I need to insert a large xlsx (near 1 million rows) file in the Cassandra database and i'm having doubts about how to do it because of memory limitations.
I'm working with batch inserts but that is proving to be near impossible due to huge memory impact.
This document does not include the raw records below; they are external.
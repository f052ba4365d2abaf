//! # Pong Client Library
//!
//! Everything that runs a match on the player's machine: the [`game::GameManager`]
//! that owns the state and advances it one tick at a time, the controllers that
//! feed it paddle movement, and the network plumbing for online play.
//!
//! ## Module Organization
//!
//! - `game`: the manager, its tick loop and the online snapshot merge
//! - `controller`: the [`controller::InputController`] seam every input source implements
//! - `input`: keyboard state and the key-driven controller
//! - `ai`: the computer opponent
//! - `network`: the channel contract, UDP and in-process transports, and the relay controller
//! - `config`: game modes and match configuration
//! - `projection`: mapping normalized coordinates into a renderer's world space
//!
//! ## Usage Example
//!
//! ```rust
//! use pong_client::config::{GameMode, MatchConfig};
//! use pong_client::game::GameManager;
//!
//! let mut manager = GameManager::new(GameMode::LocalVsAi, MatchConfig::default());
//! let keyboard = manager.keyboard();
//!
//! keyboard.press("ArrowUp");
//! manager.update(1.0);
//! assert!(manager.game_state().ball.active);
//! ```
//!
//! The simulation itself is single-threaded. Online transports run on tokio but
//! only ever hand packets to the manager through non-blocking queues.

pub mod ai;
pub mod config;
pub mod controller;
pub mod game;
pub mod input;
pub mod network;
pub mod projection;

pub use config::{ConfigUpdate, GameMode, MatchConfig, SetupError};
pub use game::{GameManager, MatchCallbacks};
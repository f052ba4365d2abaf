use crate::network::NetworkController;
use pong_shared::{GameStateView, Movement};

/// A per-tick source of paddle movement.
///
/// The manager polls every controller once per tick through this trait and
/// never looks at the concrete type. `movement` must return immediately.
pub trait InputController {
    fn movement(&mut self, view: GameStateView<'_>) -> Movement;

    /// Releases whatever the controller holds. Safe to call more than once.
    fn destroy(&mut self) {}

    /// The network relay, for controllers that are one.
    fn as_network_mut(&mut self) -> Option<&mut NetworkController> {
        None
    }
}
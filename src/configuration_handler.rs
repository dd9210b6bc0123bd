use crate::configuration::{Configuration, SmtpSettings};
use clap::Parser;
use std::path::PathBuf;

/// Runtime settings, from CLI flags first and environment variables second.
#[derive(Debug, Clone, Parser)]
pub struct ConfigurationHandler {
    /// Port the HTTP server listens on
    #[arg(long, env = "PORT", default_value = "3000")]
    port: String,

    /// Postgres connection string; omit to run with impersistent in-memory
    /// storage
    #[arg(long, env = "DATABASE_URL")]
    database_url: Option<String>,

    /// Password expected in the x-admin-password header on admin routes
    #[arg(long, env = "ADMIN_PASSWORD")]
    admin_password: String,

    /// SMTP relay host; omit to log confirmation mails instead of sending
    /// them
    #[arg(long, env = "SMTP_HOST")]
    smtp_host: Option<String>,

    #[arg(long, env = "SMTP_PORT", default_value_t = 587)]
    smtp_port: u16,

    #[arg(long, env = "SMTP_USERNAME", default_value = "")]
    smtp_username: String,

    #[arg(long, env = "SMTP_PASSWORD", default_value = "")]
    smtp_password: String,

    /// From address on confirmation mails
    #[arg(long, env = "SMTP_SENDER", default_value = "bookings@example.com")]
    smtp_sender: String,

    /// Fixed recipient of booking confirmations
    #[arg(long, env = "OPERATOR_EMAIL", default_value = "operator@example.com")]
    operator_email: String,

    /// Optional image attached to every confirmation mail
    #[arg(long, env = "SIGNATURE_IMAGE")]
    signature_image: Option<PathBuf>,
}

impl ConfigurationHandler {
    pub fn parse_arguments() -> Self {
        Self::parse()
    }
}

impl Configuration for ConfigurationHandler {
    fn port(&self) -> String {
        self.port.clone()
    }

    fn database_url(&self) -> Option<String> {
        self.database_url.clone()
    }

    fn admin_password(&self) -> String {
        self.admin_password.clone()
    }

    fn smtp(&self) -> Option<SmtpSettings> {
        self.smtp_host.as_ref().map(|host| SmtpSettings {
            host: host.clone(),
            port: self.smtp_port,
            username: self.smtp_username.clone(),
            password: self.smtp_password.clone(),
            sender: self.smtp_sender.clone(),
            operator: self.operator_email.clone(),
            signature_image: self.signature_image.clone(),
        })
    }
}
use crate::backend::{BackendError, BookingBackend};
use crate::configuration::{Configuration, SmtpSettings};
use crate::types::{Availability, Booking, NewBooking, TimeRange};
use chrono::{NaiveDate, Utc};
use std::sync::{
    atomic::{AtomicBool, AtomicU64, Ordering},
    Arc, Mutex,
};
use uuid::Uuid;

pub fn example_booking() -> Booking {
    Booking {
        id: Uuid::new_v4(),
        name: "Stefan".into(),
        email: "stefan@example.com".into(),
        date: NaiveDate::from_ymd_opt(2024, 1, 1).unwrap(),
        time: "09:00".into(),
        created_at: Utc::now(),
    }
}

#[derive(Debug, Clone, Default)]
pub struct TestConfiguration;

impl Configuration for TestConfiguration {
    fn port(&self) -> String {
        String::from("0")
    }

    fn database_url(&self) -> Option<String> {
        None
    }

    fn admin_password(&self) -> String {
        String::from("123")
    }

    fn smtp(&self) -> Option<SmtpSettings> {
        None
    }
}

pub struct MockBackendInner {
    pub success: AtomicBool,
    pub calls_to_availability: AtomicU64,
    pub calls_to_upsert_availability: AtomicU64,
    pub calls_to_bookings: AtomicU64,
    pub calls_to_bookings_on: AtomicU64,
    pub calls_to_create_booking: AtomicU64,
    pub availability: Mutex<Option<Availability>>,
    pub bookings: Mutex<Vec<Booking>>,
}

#[derive(Clone)]
pub struct MockBackend(pub Arc<MockBackendInner>);

impl MockBackendInner {
    fn new() -> Self {
        Self {
            success: AtomicBool::new(true),
            calls_to_availability: AtomicU64::default(),
            calls_to_upsert_availability: AtomicU64::default(),
            calls_to_bookings: AtomicU64::default(),
            calls_to_bookings_on: AtomicU64::default(),
            calls_to_create_booking: AtomicU64::default(),
            availability: Mutex::default(),
            bookings: Mutex::default(),
        }
    }
}

impl MockBackend {
    pub fn new() -> Self {
        Self(Arc::new(MockBackendInner::new()))
    }

    fn result(&self) -> Result<(), BackendError> {
        match self.0.success.load(Ordering::SeqCst) {
            true => Ok(()),
            false => Err(BackendError::Database("supposed to fail".into())),
        }
    }
}

impl BookingBackend for MockBackend {
    fn availability(&self, date: NaiveDate) -> Result<Option<Availability>, BackendError> {
        self.0.calls_to_availability.fetch_add(1, Ordering::SeqCst);
        self.result()?;
        Ok(self
            .0
            .availability
            .lock()
            .unwrap()
            .clone()
            .filter(|availability| availability.date == date))
    }

    fn upsert_availability(
        &self,
        date: NaiveDate,
        time_slots: Vec<TimeRange>,
    ) -> Result<Availability, BackendError> {
        self.0
            .calls_to_upsert_availability
            .fetch_add(1, Ordering::SeqCst);
        self.result()?;
        let stored = Availability { date, time_slots };
        *self.0.availability.lock().unwrap() = Some(stored.clone());
        Ok(stored)
    }

    fn bookings(&self) -> Result<Vec<Booking>, BackendError> {
        self.0.calls_to_bookings.fetch_add(1, Ordering::SeqCst);
        self.result()?;
        Ok(self.0.bookings.lock().unwrap().clone())
    }

    fn bookings_on(&self, date: NaiveDate) -> Result<Vec<Booking>, BackendError> {
        self.0.calls_to_bookings_on.fetch_add(1, Ordering::SeqCst);
        self.result()?;
        Ok(self
            .0
            .bookings
            .lock()
            .unwrap()
            .iter()
            .filter(|booking| booking.date == date)
            .cloned()
            .collect())
    }

    fn create_booking(&self, booking: NewBooking) -> Result<Booking, BackendError> {
        self.0
            .calls_to_create_booking
            .fetch_add(1, Ordering::SeqCst);
        self.result()?;
        let booking = Booking {
            id: Uuid::new_v4(),
            name: booking.name,
            email: booking.email,
            date: booking.date,
            time: booking.time,
            created_at: Utc::now(),
        };
        self.0.bookings.lock().unwrap().push(booking.clone());
        Ok(booking)
    }
}
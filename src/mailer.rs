use crate::configuration::SmtpSettings;
use crate::types::Booking;
use async_trait::async_trait;
use futures::StreamExt;
use lettre::message::header::ContentType;
use lettre::message::{Attachment, MultiPart, SinglePart};
use lettre::transport::smtp::authentication::Credentials;
use lettre::{AsyncSmtpTransport, AsyncTransport, Message, Tokio1Executor};
use std::time::Duration;
use thiserror::Error;
use tokio::sync::mpsc;
use tokio_stream::wrappers::ReceiverStream;
use tracing::{error, info, warn};

const QUEUE_CAPACITY: usize = 64;
const DELIVERY_ATTEMPTS: u32 = 3;
const RETRY_DELAY: Duration = Duration::from_secs(5);

#[derive(Debug, Error)]
pub enum MailError {
    #[error("invalid mail address: {0}")]
    Address(#[from] lettre::address::AddressError),
    #[error("failed to build mail: {0}")]
    Build(#[from] lettre::error::Error),
    #[error("smtp transport error: {0}")]
    Transport(#[from] lettre::transport::smtp::Error),
}

#[cfg_attr(test, mockall::automock)]
#[async_trait]
pub trait Mailer: Send + Sync + 'static {
    async fn send_confirmation(&self, booking: &Booking) -> Result<(), MailError>;
}

pub struct SmtpMailer {
    transport: AsyncSmtpTransport<Tokio1Executor>,
    sender: String,
    operator: String,
    signature: Option<Vec<u8>>,
}

impl SmtpMailer {
    pub fn new(settings: &SmtpSettings) -> Result<Self, MailError> {
        let transport = AsyncSmtpTransport::<Tokio1Executor>::starttls_relay(&settings.host)?
            .port(settings.port)
            .credentials(Credentials::new(
                settings.username.clone(),
                settings.password.clone(),
            ))
            .build();
        let signature = settings
            .signature_image
            .as_ref()
            .and_then(|path| match std::fs::read(path) {
                Ok(bytes) => Some(bytes),
                Err(err) => {
                    warn!(?err, "signature image not readable, mails go out without it");
                    None
                }
            });
        Ok(Self {
            transport,
            sender: settings.sender.clone(),
            operator: settings.operator.clone(),
            signature,
        })
    }

    fn message(&self, booking: &Booking) -> Result<Message, MailError> {
        let body = format!(
            "A new appointment has been booked.\n\n\
             Name:  {}\n\
             Email: {}\n\
             Date:  {}\n\
             Time:  {}\n\n\
             The slot is confirmed, no further action is needed.\n",
            booking.name, booking.email, booking.date, booking.time
        );
        let builder = Message::builder()
            .from(self.sender.parse()?)
            .to(self.operator.parse()?)
            .subject(format!(
                "New booking on {} at {}",
                booking.date, booking.time
            ));
        let message = match &self.signature {
            Some(bytes) => builder.multipart(
                MultiPart::mixed()
                    .singlepart(SinglePart::plain(body))
                    .singlepart(
                        Attachment::new(String::from("signature.png"))
                            .body(bytes.clone(), ContentType::parse("image/png").unwrap()),
                    ),
            )?,
            None => builder.body(body)?,
        };
        Ok(message)
    }
}

#[async_trait]
impl Mailer for SmtpMailer {
    async fn send_confirmation(&self, booking: &Booking) -> Result<(), MailError> {
        let message = self.message(booking)?;
        self.transport.send(message).await?;
        Ok(())
    }
}

/// Logs instead of sending, for setups without an SMTP relay.
#[derive(Debug, Clone, Default)]
pub struct LogMailer;

#[async_trait]
impl Mailer for LogMailer {
    async fn send_confirmation(&self, booking: &Booking) -> Result<(), MailError> {
        info!(
            name = %booking.name,
            date = %booking.date,
            time = %booking.time,
            "no SMTP relay configured, confirmation mail only logged"
        );
        Ok(())
    }
}

/// Hands confirmation mails to a background worker, so a slow or failing
/// relay never delays or fails a booking request.
#[derive(Clone)]
pub struct Notifier {
    queue: mpsc::Sender<Booking>,
}

impl Notifier {
    pub fn spawn<M: Mailer>(mailer: M) -> Self {
        let (queue, jobs) = mpsc::channel(QUEUE_CAPACITY);
        tokio::spawn(deliver_queued(mailer, jobs));
        Self { queue }
    }

    pub fn enqueue(&self, booking: Booking) {
        if let Err(err) = self.queue.try_send(booking) {
            error!(?err, "confirmation mail dropped");
        }
    }
}

async fn deliver_queued<M: Mailer>(mailer: M, jobs: mpsc::Receiver<Booking>) {
    let mut jobs = ReceiverStream::new(jobs);
    while let Some(booking) = jobs.next().await {
        for attempt in 1..=DELIVERY_ATTEMPTS {
            match mailer.send_confirmation(&booking).await {
                Ok(()) => {
                    info!(date = %booking.date, time = %booking.time, "confirmation mail sent");
                    break;
                }
                Err(err) if attempt < DELIVERY_ATTEMPTS => {
                    warn!(?err, attempt, "confirmation mail failed, retrying");
                    tokio::time::sleep(RETRY_DELAY).await;
                }
                Err(err) => {
                    error!(?err, "confirmation mail given up after {DELIVERY_ATTEMPTS} attempts");
                }
            }
        }
    }
}

#[cfg(test)]
mod test {
    use super::*;
    use crate::testutils::example_booking;

    fn transport_failure() -> MailError {
        // easiest MailError to construct in a test
        MailError::Address("missing-at-sign".parse::<lettre::Address>().unwrap_err())
    }

    #[tokio::test]
    async fn test_worker_delivers_each_queued_booking_once() {
        let mut mailer = MockMailer::new();
        mailer
            .expect_send_confirmation()
            .times(2)
            .returning(|_| Ok(()));

        let (queue, jobs) = mpsc::channel(QUEUE_CAPACITY);
        queue.send(example_booking()).await.unwrap();
        queue.send(example_booking()).await.unwrap();
        drop(queue);

        // returns once the queue is closed and drained
        deliver_queued(mailer, jobs).await;
    }

    #[tokio::test(start_paused = true)]
    async fn test_worker_retries_then_gives_up() {
        let mut mailer = MockMailer::new();
        mailer
            .expect_send_confirmation()
            .times(DELIVERY_ATTEMPTS as usize)
            .returning(|_| Err(transport_failure()));

        let (queue, jobs) = mpsc::channel(QUEUE_CAPACITY);
        queue.send(example_booking()).await.unwrap();
        drop(queue);

        deliver_queued(mailer, jobs).await;
    }

    #[tokio::test(start_paused = true)]
    async fn test_worker_stops_retrying_after_success() {
        let mut mailer = MockMailer::new();
        let mut failures_left = 1;
        mailer
            .expect_send_confirmation()
            .times(2)
            .returning(move |_| {
                if failures_left > 0 {
                    failures_left -= 1;
                    Err(transport_failure())
                } else {
                    Ok(())
                }
            });

        let (queue, jobs) = mpsc::channel(QUEUE_CAPACITY);
        queue.send(example_booking()).await.unwrap();
        drop(queue);

        deliver_queued(mailer, jobs).await;
    }

    #[tokio::test]
    async fn test_notifier_hands_bookings_to_the_worker() {
        let (done, mut delivered) = mpsc::unbounded_channel();
        let mut mailer = MockMailer::new();
        mailer.expect_send_confirmation().returning(move |booking| {
            done.send(booking.time.clone()).unwrap();
            Ok(())
        });

        let notifier = Notifier::spawn(mailer);
        notifier.enqueue(example_booking());

        assert_eq!(delivered.recv().await.unwrap(), "09:00");
    }
}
$batch = new Cassandra\BatchStatement(Cassandra::BATCH_UNLOGGED);
foreach ($workbook->createRowIterator($myWorksheetIndex) as $rowIndex => $values) {
if ($count > 0) {
$time = is_int($values[3]) ? $values[2]->format('d-m-Y') . ' ' . date('00:00:00') : $values[2]->format('d-m-Y') . ' ' . $values[3]->format('H:i:s');
$date = date_convert(DateTime::createFromFormat('d-m-Y H:i:s', $time));
$prepared = $session->prepare(
"INSERT INTO teste (ptd_assoc,ref_equip,dates) " .
"VALUES (?, ?, ?)"
);
$batch->add($prepared, array(
'ptd_assoc' => $values[0],
'ref_equip' => $values[1],
'dates' => new Cassandra\Timestamp(strtotime($date)),
// 'load' => 3.4454
));
}
$count++;
}
$session->execute($batch);
I have successfully transform the xlsx into a more readable csv file. It's possible to Copy
it to the database using the Cassandra\SimpleStatement
method?